The Series B funding round was led by Maverick Silicon with a strategic investment from EDA tool maker Synopsys, with current investors including Matrix Partners and Intel Capital reinvesting into the company.
The company launched in June 2024 having raised $11m in a Series A round according to Pitchbook.
Baya’s WeaverPro software generates IP for chiplets using die-to-die (D2D) standards such as Ultra Accelerator Link (UALink). The tool generates a chiplet-ready network with a verifiable protocol level cluster perimeter as well as multi-level cache coherent fabric IP with co-optimization of the cache, memory and IO stacks, all driven by the D2D analysis.
This enables continuous refinement of data-driven architecture and micro-architecture development from initial specification through post-silicon tuning for AI and high performance chips, with built-in simulation and workload analysis.
“Baya Systems has executed ahead of schedule on building the team, the technology and the products that deliver on its vision to solve the high-performance system design challenge for the semiconductor industry,” said Stan Reiss, general partner, Matrix Partners. “This has uncovered a much larger scope for the company, and in our view, this new infusion of capital is necessary to extend leadership and capitalize on that opportunity.”
“Designing increasingly complex combinations of CPUs, GPUs, neural network accelerators and other processors is a brute-force solution that the industry cannot rely on forever. It simply comes with too many risks: high re-engineering costs, difficulty scaling and potentially hitting the market with sub-par metrics,” said Dr. Sailesh Kumar, founder and CEO, Baya Systems. “Baya’s performance-focused, software-based approach, coupled with our unique transport and modular fabric IP, is designed from the ground up to produce complex multi-die solutions that are correct by construction with a simplified design process.”
The first, and only customer so far is Tenstorrent, which has licensed Baya technology for its AI and RISC-V chiplet designs along with physical layer D2D interconnect IP from Blue Cheetah. However Tenstorrent is run by Jim Keller, who is also founder and chair of Baya.
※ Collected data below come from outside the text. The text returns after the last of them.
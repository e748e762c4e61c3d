use axum::{
    extract::{MatchedPath, Request},
    middleware::Next,
    response::Response,
};
use std::{sync::Arc, time::Instant};
use tracing::{debug, info, instrument, warn};
use uuid::Uuid;

use super::Metrics;
use crate::handlers::SESSION_HEADER;

/// Routes polled by orchestrators and scrapers; logged at debug only
const PROBE_ROUTES: [&str; 2] = ["/health/status", "/metrics"];

/// Middleware for request tracing and HTTP metrics collection
#[instrument(skip_all, fields(
    request_id = %Uuid::new_v4(),
    method = %request.method(),
    uri = %request.uri(),
    session_id = %request
        .headers()
        .get(SESSION_HEADER)
        .and_then(|value| value.to_str().ok())
        .unwrap_or("-"),
))]
pub async fn observability_middleware(
    metrics: Arc<Metrics>,
    request: Request,
    next: Next,
) -> Response {
    let started = Instant::now();
    let method = request.method().to_string();

    // Route templates keep session ids and line indices out of the labels
    let endpoint = request
        .extensions()
        .get::<MatchedPath>()
        .map(|path| path.as_str().to_string())
        .unwrap_or_else(|| "unmatched".to_string());

    let response = next.run(request).await;

    let elapsed = started.elapsed();
    let status = response.status();
    metrics.record_http_request(&method, &endpoint, status.as_u16(), elapsed.as_secs_f64());

    let duration_ms = elapsed.as_millis();
    if status.is_server_error() {
        warn!(status = status.as_u16(), endpoint = %endpoint, duration_ms, "Request failed");
    } else if PROBE_ROUTES.contains(&endpoint.as_str()) {
        debug!(status = status.as_u16(), endpoint = %endpoint, duration_ms, "Probe served");
    } else {
        info!(status = status.as_u16(), endpoint = %endpoint, duration_ms, "Request completed");
    }

    response
}
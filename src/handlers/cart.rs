use axum::{
    extract::{Path, Request, State},
    http::StatusCode,
    middleware::{self, Next},
    response::{IntoResponse, Json, Response},
    routing::{get, post, put},
    Router,
};
use rust_decimal::Decimal;
use serde::{Deserialize, Serialize};
use serde_json::{json, Value};
use std::sync::Arc;
use tracing::{info, instrument, warn};
use uuid::Uuid;

use crate::models::{CartError, CartView, ServiceListing};
use crate::services::{CartHandle, SessionRegistry};

/// Header carrying the session a cart request belongs to
pub const SESSION_HEADER: &str = "x-session-id";

/// Request body for quantity updates
#[derive(Debug, Deserialize)]
pub struct UpdateQuantityRequest {
    pub quantity: i64,
}

/// Response for cart summary operations
#[derive(Debug, Serialize)]
#[serde(rename_all = "camelCase")]
pub struct CartSummaryResponse {
    pub item_count: u64,
    pub total_amount: Decimal,
    pub is_empty: bool,
}

type HandlerError = (StatusCode, Json<Value>);

/// Create cart router with all endpoints
pub fn create_cart_router(registry: Arc<SessionRegistry>) -> Router {
    Router::new()
        .route("/api/cart", get(get_cart))
        .route("/api/cart/summary", get(get_cart_summary))
        .route("/api/cart/items", post(add_cart_item))
        .route(
            "/api/cart/items/:index",
            put(update_cart_item).delete(remove_cart_item),
        )
        .route("/api/cart/clear", post(clear_cart))
        .route_layer(middleware::from_fn_with_state(registry, session_middleware))
}

/// Bind the session named by the `x-session-id` header for the rest of the request.
///
/// Requests without the header pass through unscoped.
pub async fn session_middleware(
    State(registry): State<Arc<SessionRegistry>>,
    request: Request,
    next: Next,
) -> Response {
    let Some(raw) = request.headers().get(SESSION_HEADER) else {
        return next.run(request).await;
    };

    let session_id = match raw.to_str().ok().and_then(|v| Uuid::parse_str(v.trim()).ok()) {
        Some(session_id) => session_id,
        None => {
            warn!("Rejecting request with malformed {} header", SESSION_HEADER);
            return (
                StatusCode::BAD_REQUEST,
                Json(json!({
                    "error": "invalid_session_id",
                    "message": format!("{} must be a UUID", SESSION_HEADER),
                })),
            )
                .into_response();
        }
    };

    match registry.session(session_id).await {
        Ok(session) => session.scope(next.run(request)).await,
        Err(err) => {
            warn!("Rejecting cart request: {}", err);
            cart_error_to_response(err).into_response()
        }
    }
}

/// Get the current cart
#[instrument]
pub async fn get_cart() -> Result<Json<CartView>, HandlerError> {
    let cart = current_cart()?;
    Ok(Json(cart.view().await))
}

/// Get item count and total without the line items
#[instrument]
pub async fn get_cart_summary() -> Result<Json<CartSummaryResponse>, HandlerError> {
    let cart = current_cart()?;
    let view = cart.view().await;

    Ok(Json(CartSummaryResponse {
        item_count: view.item_count,
        total_amount: view.total_amount,
        is_empty: view.items.is_empty(),
    }))
}

/// Add a catalog listing to the cart
#[instrument(skip(listing))]
pub async fn add_cart_item(
    Json(listing): Json<ServiceListing>,
) -> Result<Json<CartView>, HandlerError> {
    let cart = current_cart()?;

    match cart.add_listing(listing).await {
        Ok(view) => {
            info!(
                session_id = %cart.session_id(),
                items = view.items.len(),
                "Added item to cart"
            );
            Ok(Json(view))
        }
        Err(err) => {
            warn!("Rejected cart item: {}", err);
            Err(cart_error_to_response(err))
        }
    }
}

/// Set the quantity of the line at `index`
#[instrument(skip(request))]
pub async fn update_cart_item(
    Path(index): Path<usize>,
    Json(request): Json<UpdateQuantityRequest>,
) -> Result<Json<CartView>, HandlerError> {
    let cart = current_cart()?;
    Ok(Json(cart.update_quantity(index, request.quantity).await))
}

/// Remove the line at `index`
#[instrument]
pub async fn remove_cart_item(Path(index): Path<usize>) -> Result<Json<CartView>, HandlerError> {
    let cart = current_cart()?;
    Ok(Json(cart.remove_item(index).await))
}

/// Remove every line
#[instrument]
pub async fn clear_cart() -> Result<Json<CartView>, HandlerError> {
    let cart = current_cart()?;
    let view = cart.clear().await;
    info!(session_id = %cart.session_id(), "Cart cleared");
    Ok(Json(view))
}

fn current_cart() -> Result<CartHandle, HandlerError> {
    CartHandle::current().map_err(|err| {
        warn!("Cart request without a session: {}", err);
        cart_error_to_response(err)
    })
}

/// Convert a cart error into an HTTP status and JSON body
pub fn cart_error_to_response(err: CartError) -> HandlerError {
    let (status, code) = match &err {
        CartError::NoActiveSession => (StatusCode::BAD_REQUEST, "no_active_session"),
        CartError::SessionNotFound { .. } => (StatusCode::NOT_FOUND, "session_not_found"),
        CartError::ValidationError { .. } => (StatusCode::BAD_REQUEST, "validation_error"),
        CartError::Snapshot { .. } => (StatusCode::INTERNAL_SERVER_ERROR, "snapshot_error"),
    };

    let message = match &err {
        CartError::Snapshot { .. } => "Internal server error".to_string(),
        _ => err.to_string(),
    };

    (
        status,
        Json(json!({
            "error": code,
            "message": message,
        })),
    )
}
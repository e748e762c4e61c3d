// Re-export all model types
pub use self::cart::*;
pub use self::catalog::*;
pub use self::errors::*;
pub use self::validation::*;

mod cart;
mod catalog;
mod errors;
mod validation;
“Generative AI and multimodal compute have clearly shown that the real challenge has transitioned from compute engines to data movement and connectivity to truly deliver on the performance and efficiency needs of AI acceleration and scale compute infrastructure and communications,” said Andrew Homan, Managing Director at Maverick Silicon. “The team at Baya Systems is uniquely positioned to fill this critical gap in the industry with its WeaverPro, WeaveIP and other solutions.”